Ortrand. Die Ortrander Ratsrunde hat die Marschrichtung für die Investitionen in der Stadt festgelegt. Den Spitzenplatz hat ein modernes Feuerwehrdepot. Kathleen Weser

Der Ausbau des derzeitigen Stützpunktes wird von den Kameraden schon lange gefordert. Denn die Mängelliste wird schnell länger. Die geschätzten Kosten nähern sich inzwischen der 1-Million-Euro-Marke. Das bestätigt Bürgermeister Niko Gebel (CDU). Zudem wird eine Bedarfsanalyse für den Brand- und Katastrophenschutz im Amt Ortrand gefordert. Die, so der Vorschlag, sollte abgewartet werden, um den Erfordernissen mit dem Aus- oder sogar Neubau eines Gerätehauses in Ort rand auch gleich Rechnung tragen zu können. Darum soll jetzt bei den Einsatzkräften, deren Geduld schon überstrapaziert ist, um Verständnis geworben werden. Zum Herbst sollten die Ergebnisse der Analyse für Ortrand vorliegen, schätzt Amtsdirektor Kersten Sickert ein.
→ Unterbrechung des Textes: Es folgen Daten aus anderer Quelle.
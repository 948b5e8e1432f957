mod prompt_templates;

pub use prompt_templates::read_prompt_template;
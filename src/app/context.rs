use crate::adapters::read_prompt_template;
use crate::app::config::AppConfig;
use crate::domain::{AppError, AssembledPrompt, PromptRequest, TemplateRenderer, assemble_prompt};

/// Application context holding the resolved configuration and the template renderer.
pub struct AppContext<T: TemplateRenderer> {
    config: AppConfig,
    renderer: T,
}

impl<T: TemplateRenderer> AppContext<T> {
    /// Create a new application context.
    pub fn new(config: AppConfig, renderer: T) -> Self {
        Self { config, renderer }
    }

    pub fn config(&self) -> &AppConfig {
        &self.config
    }

    /// Render `request` against the embedded template catalog.
    pub fn build(&self, request: &PromptRequest) -> Result<AssembledPrompt, AppError> {
        Ok(assemble_prompt(request, &self.renderer, read_prompt_template)?)
    }
}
Der Ausbau der Kindertagesstätte "Regenbogen", die schon aus allen Nähten platzt und an der Kapazitätsgrenze bereits mit Ausnahmen zu Sondergenehmigungen betrieben wird, hat oberste Priorität. Und die sanierungsbedürftige Walkteichstraße, die Hauptverkehrsader durch das Gewerbegebiet mit zahlreichen Produzenten, muss auf Vordermann gebracht werden. Benötigt werden etwa 900 000 Euro. In der erklärten Mission, für die Straße nun Fördermittel zu beschaffen, wird das Stadtoberhaupt heute in Potsdam vorstellig. Das hat der Bürgermeister angekündigt.

Auf dem Ortrander Arbeitsplan steht zudem das neue Gewerbegebiet am Kreisverkehr in Burkersdorf. Der Wasserverband Lausitz (WAL) baut hier eine neue Trinkwasserringleitung. Die Stadt muss entscheiden, wie die eigene Infrastruktur weitergeführt wird, so Gebel weiter. Und der Brunnenweg soll fachgerecht entwässert und ausgebaut werden. Auf die Anwohner kommen in dem Fall Straßenausbaubeiträge zu.